▶ _Task objective_:
The answer must consist of every line in the data below that holds the word "NotificationLevel".

▶ _Data excerpts_:
####################

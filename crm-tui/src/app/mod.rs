use crm_api::domain::{Activity, Contact, Deal};
use std::time::Instant;
use time::{OffsetDateTime, UtcOffset};

use crate::api::PageData;

mod filter;
mod form;
mod state;
pub use filter::visible_activities;
pub use form::{ActivityForm, FormField};
pub use state::{NotificationLevel, TextInput, TypeFilter, View};
use state::{DeleteContext, Notification};

pub const UNKNOWN_CONTACT: &str = "Unknown Contact";

pub struct App {
    pub running: bool,
    pub current_view: View,

    // Data fetched wholesale from the service
    pub activities: Vec<Activity>,
    pub contacts: Vec<Contact>,
    pub deals: Vec<Deal>,

    // Loading / error state of the last fetch
    pub is_loading: bool,
    pub load_error: Option<String>,
    pub throbber_state: throbber_widgets_tui::ThrobberState,

    // Filters
    pub search_input: TextInput,
    pub search_focused: bool,
    pub type_filter: TypeFilter,

    // Index into the visible (filtered + sorted) list
    pub focused_index: usize,

    pub form: Option<ActivityForm>,
    pub delete_context: Option<DeleteContext>,
    pub notification: Option<Notification>,

    /// Offset used to display and enter timestamps.
    pub display_offset: UtcOffset,
}

impl App {
    pub fn new(display_offset: UtcOffset) -> Self {
        Self {
            running: true,
            current_view: View::List,
            activities: Vec::new(),
            contacts: Vec::new(),
            deals: Vec::new(),
            is_loading: true,
            load_error: None,
            throbber_state: throbber_widgets_tui::ThrobberState::default(),
            search_input: TextInput::new(),
            search_focused: false,
            type_filter: TypeFilter::All,
            focused_index: 0,
            form: None,
            delete_context: None,
            notification: None,
            display_offset,
        }
    }

    pub fn quit(&mut self) {
        self.running = false;
    }

    pub fn begin_loading(&mut self) {
        self.is_loading = true;
        self.load_error = None;
    }

    pub fn finish_loading(&mut self, result: Result<PageData, String>) {
        match result {
            Ok(data) => {
                self.activities = data.activities;
                self.contacts = data.contacts;
                self.deals = data.deals;
                self.clamp_focus();
            }
            Err(message) => self.load_error = Some(message),
        }
        self.is_loading = false;
    }

    pub fn visible_activities(&self) -> Vec<&Activity> {
        visible_activities(&self.activities, &self.search_input.value, self.type_filter)
    }

    pub fn focused_activity(&self) -> Option<&Activity> {
        self.visible_activities().get(self.focused_index).copied()
    }

    pub fn select_next(&mut self) {
        let len = self.visible_activities().len();
        if self.focused_index + 1 < len {
            self.focused_index += 1;
        }
    }

    pub fn select_previous(&mut self) {
        self.focused_index = self.focused_index.saturating_sub(1);
    }

    fn clamp_focus(&mut self) {
        let len = self.visible_activities().len();
        if self.focused_index >= len {
            self.focused_index = len.saturating_sub(1);
        }
    }

    /// Expanded lookup name, else the contact with the referenced id.
    pub fn contact_name(&self, activity: &Activity) -> String {
        if let Some(name) = activity.contact.name() {
            return name.to_string();
        }
        let id = activity.contact.id();
        self.contacts
            .iter()
            .find(|c| c.id == id)
            .map(|c| c.name.clone())
            .filter(|name| !name.is_empty())
            .unwrap_or_else(|| UNKNOWN_CONTACT.to_string())
    }

    /// `None` when the activity has no deal or the deal can't be resolved.
    pub fn deal_name(&self, activity: &Activity) -> Option<String> {
        let deal = activity.deal.as_ref()?;
        if let Some(name) = deal.name() {
            return Some(name.to_string());
        }
        let id = deal.id();
        self.deals
            .iter()
            .find(|d| d.id == id)
            .map(|d| d.name.clone())
            .filter(|name| !name.is_empty())
    }

    pub fn has_active_filters(&self) -> bool {
        !self.search_input.value.is_empty() || self.type_filter.is_active()
    }

    pub fn empty_state_message(&self) -> &'static str {
        if self.has_active_filters() {
            "Try adjusting your filters"
        } else {
            "Get started by adding your first activity"
        }
    }

    pub fn clear_filters(&mut self) {
        self.type_filter = TypeFilter::All;
        self.search_input.clear();
        self.focused_index = 0;
    }

    pub fn cycle_type_filter(&mut self, forward: bool) {
        self.type_filter = if forward {
            self.type_filter.next()
        } else {
            self.type_filter.previous()
        };
        self.focused_index = 0;
    }

    pub fn search_input_char(&mut self, c: char) {
        self.search_input.insert(c);
        self.focused_index = 0;
    }

    pub fn search_input_backspace(&mut self) {
        self.search_input.backspace();
        self.focused_index = 0;
    }

    pub fn search_input_clear(&mut self) {
        self.search_input.clear();
        self.focused_index = 0;
    }

    pub fn navigate_to(&mut self, view: View) {
        self.current_view = view;
        if view != View::List {
            self.search_focused = false;
        }
    }

    pub fn open_create_form(&mut self, now: OffsetDateTime) {
        self.form = Some(ActivityForm::create(now.to_offset(self.display_offset)));
        self.navigate_to(View::Form);
    }

    /// Open the form for the focused activity. No-op when the list is empty.
    pub fn open_edit_form(&mut self) {
        let Some(activity) = self.focused_activity() else {
            return;
        };
        let form = ActivityForm::edit(activity, self.display_offset);
        self.form = Some(form);
        self.navigate_to(View::Form);
    }

    pub fn close_form(&mut self) {
        self.form = None;
        self.navigate_to(View::List);
    }

    /// Remember the focused activity and ask for confirmation.
    pub fn enter_delete_confirm(&mut self) {
        let Some(activity) = self.focused_activity() else {
            return;
        };
        let ctx = DeleteContext {
            activity_id: activity.id,
            display_label: format!(
                "{}  ·  {}",
                activity.activity_type.label(),
                self.contact_name(activity)
            ),
        };
        self.delete_context = Some(ctx);
        self.navigate_to(View::ConfirmDelete);
    }

    pub fn cancel_delete(&mut self) {
        self.delete_context = None;
        self.navigate_to(View::List);
    }

    pub fn notify_success(&mut self, message: impl Into<String>) {
        self.notify(NotificationLevel::Success, message.into());
    }

    pub fn notify_error(&mut self, message: impl Into<String>) {
        self.notify(NotificationLevel::Error, message.into());
    }

    fn notify(&mut self, level: NotificationLevel, message: String) {
        self.notification = Some(Notification {
            level,
            message,
            shown_at: Instant::now(),
        });
    }

    pub fn expire_notification(&mut self, now: Instant) {
        if self
            .notification
            .as_ref()
            .is_some_and(|n| n.is_expired(now))
        {
            self.notification = None;
        }
    }
}

#[cfg(test)]
pub(crate) mod tests {
    use super::*;
    use crm_api::domain::{ActivityType, Lookup};
    use time::macros::datetime;

    pub(crate) fn sample_data() -> PageData {
        let activity = |id: i64, ty: ActivityType, date: OffsetDateTime, text: &str, contact: Lookup, deal: Option<Lookup>| Activity {
            id,
            activity_type: ty,
            date,
            description: Some(text.to_string()),
            contact,
            deal,
        };

        PageData {
            activities: vec![
                activity(1, ActivityType::Call, datetime!(2024-01-01 09:00 UTC), "Intro call", Lookup::Id(1), None),
                activity(2, ActivityType::Email, datetime!(2024-01-03 09:00 UTC), "Sent pricing", Lookup::Id(2), Some(Lookup::Id(1))),
                activity(
                    3,
                    ActivityType::Meeting,
                    datetime!(2024-01-02 09:00 UTC),
                    "Pricing workshop",
                    Lookup::Expanded { id: 9, name: Some("Expanded Name".to_string()) },
                    Some(Lookup::Expanded { id: 8, name: Some("Expanded Deal".to_string()) }),
                ),
                activity(4, ActivityType::Note, datetime!(2023-12-31 09:00 UTC), "Orphan", Lookup::Id(99), Some(Lookup::Id(99))),
            ],
            contacts: vec![
                Contact { id: 1, name: "Ada Lovelace".to_string() },
                Contact { id: 2, name: "Grace Hopper".to_string() },
            ],
            deals: vec![Deal { id: 1, name: "Engine Upgrade".to_string() }],
        }
    }

    pub(crate) fn loaded_app() -> App {
        let mut app = App::new(UtcOffset::UTC);
        app.finish_loading(Ok(sample_data()));
        app
    }

    fn find(app: &App, id: i64) -> Activity {
        app.activities.iter().find(|a| a.id == id).cloned().unwrap()
    }

    #[test]
    fn resolves_contact_and_deal_names() {
        let app = loaded_app();

        assert_eq!(app.contact_name(&find(&app, 1)), "Ada Lovelace");
        assert_eq!(app.deal_name(&find(&app, 1)), None);

        assert_eq!(app.contact_name(&find(&app, 2)), "Grace Hopper");
        assert_eq!(app.deal_name(&find(&app, 2)).as_deref(), Some("Engine Upgrade"));

        assert_eq!(app.contact_name(&find(&app, 3)), "Expanded Name");
        assert_eq!(app.deal_name(&find(&app, 3)).as_deref(), Some("Expanded Deal"));

        assert_eq!(app.contact_name(&find(&app, 4)), UNKNOWN_CONTACT);
        assert_eq!(app.deal_name(&find(&app, 4)), None);
    }

    #[test]
    fn blank_expanded_names_fall_back_to_lookup_lists() {
        let mut app = loaded_app();
        let activity = app.activities.iter_mut().find(|a| a.id == 2).unwrap();
        activity.contact = Lookup::Expanded { id: 2, name: Some(String::new()) };
        activity.deal = Some(Lookup::Expanded { id: 1, name: None });
        let activity = find(&app, 2);

        assert_eq!(app.contact_name(&activity), "Grace Hopper");
        assert_eq!(app.deal_name(&activity).as_deref(), Some("Engine Upgrade"));

        let orphan = Activity {
            contact: Lookup::Expanded { id: 99, name: None },
            ..activity
        };
        assert_eq!(app.contact_name(&orphan), UNKNOWN_CONTACT);
    }

    #[test]
    fn focus_follows_visible_order() {
        let mut app = loaded_app();
        assert_eq!(app.focused_activity().map(|a| a.id), Some(2));
        app.select_next();
        app.select_next();
        app.select_next();
        app.select_next();
        assert_eq!(app.focused_activity().map(|a| a.id), Some(4));
        app.select_previous();
        assert_eq!(app.focused_activity().map(|a| a.id), Some(1));
    }

    #[test]
    fn empty_state_message_depends_on_filters() {
        let mut app = loaded_app();
        assert_eq!(app.empty_state_message(), "Get started by adding your first activity");

        app.cycle_type_filter(true);
        assert_eq!(app.empty_state_message(), "Try adjusting your filters");

        app.clear_filters();
        app.search_input_char('z');
        assert_eq!(app.empty_state_message(), "Try adjusting your filters");
        assert!(app.visible_activities().is_empty());

        app.clear_filters();
        assert_eq!(app.type_filter, TypeFilter::All);
        assert!(app.search_input.value.is_empty());
        assert_eq!(app.visible_activities().len(), 4);
    }

    #[test]
    fn delete_confirm_targets_focused_activity() {
        let mut app = loaded_app();
        app.select_next();
        app.enter_delete_confirm();

        assert_eq!(app.current_view, View::ConfirmDelete);
        let ctx = app.delete_context.as_ref().unwrap();
        assert_eq!(ctx.activity_id, 3);
        assert_eq!(ctx.display_label, "Meeting  ·  Expanded Name");

        app.cancel_delete();
        assert_eq!(app.current_view, View::List);
        assert!(app.delete_context.is_none());
    }

    #[test]
    fn edit_and_delete_are_noops_on_empty_list() {
        let mut app = App::new(UtcOffset::UTC);
        app.finish_loading(Ok(PageData::default()));
        app.open_edit_form();
        app.enter_delete_confirm();
        assert_eq!(app.current_view, View::List);
        assert!(app.form.is_none());
        assert!(app.delete_context.is_none());
    }

    #[test]
    fn reload_clamps_focus_to_shorter_list() {
        let mut app = loaded_app();
        app.focused_index = 3;
        let mut data = sample_data();
        data.activities.truncate(2);
        app.finish_loading(Ok(data));
        assert_eq!(app.focused_index, 1);
    }

    #[test]
    fn failed_load_keeps_error_message() {
        let mut app = App::new(UtcOffset::UTC);
        app.begin_loading();
        app.finish_loading(Err("boom".to_string()));
        assert!(!app.is_loading);
        assert_eq!(app.load_error.as_deref(), Some("boom"));
    }
}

####################

▶ _Answer box_:
pub use state::{NotificationLevel, TextInput, TypeFilter, View};
        self.notify(NotificationLevel::Success, message.into());
        self.notify(NotificationLevel::Error, message.into());
    fn notify(&mut self, level: NotificationLevel, message: String) {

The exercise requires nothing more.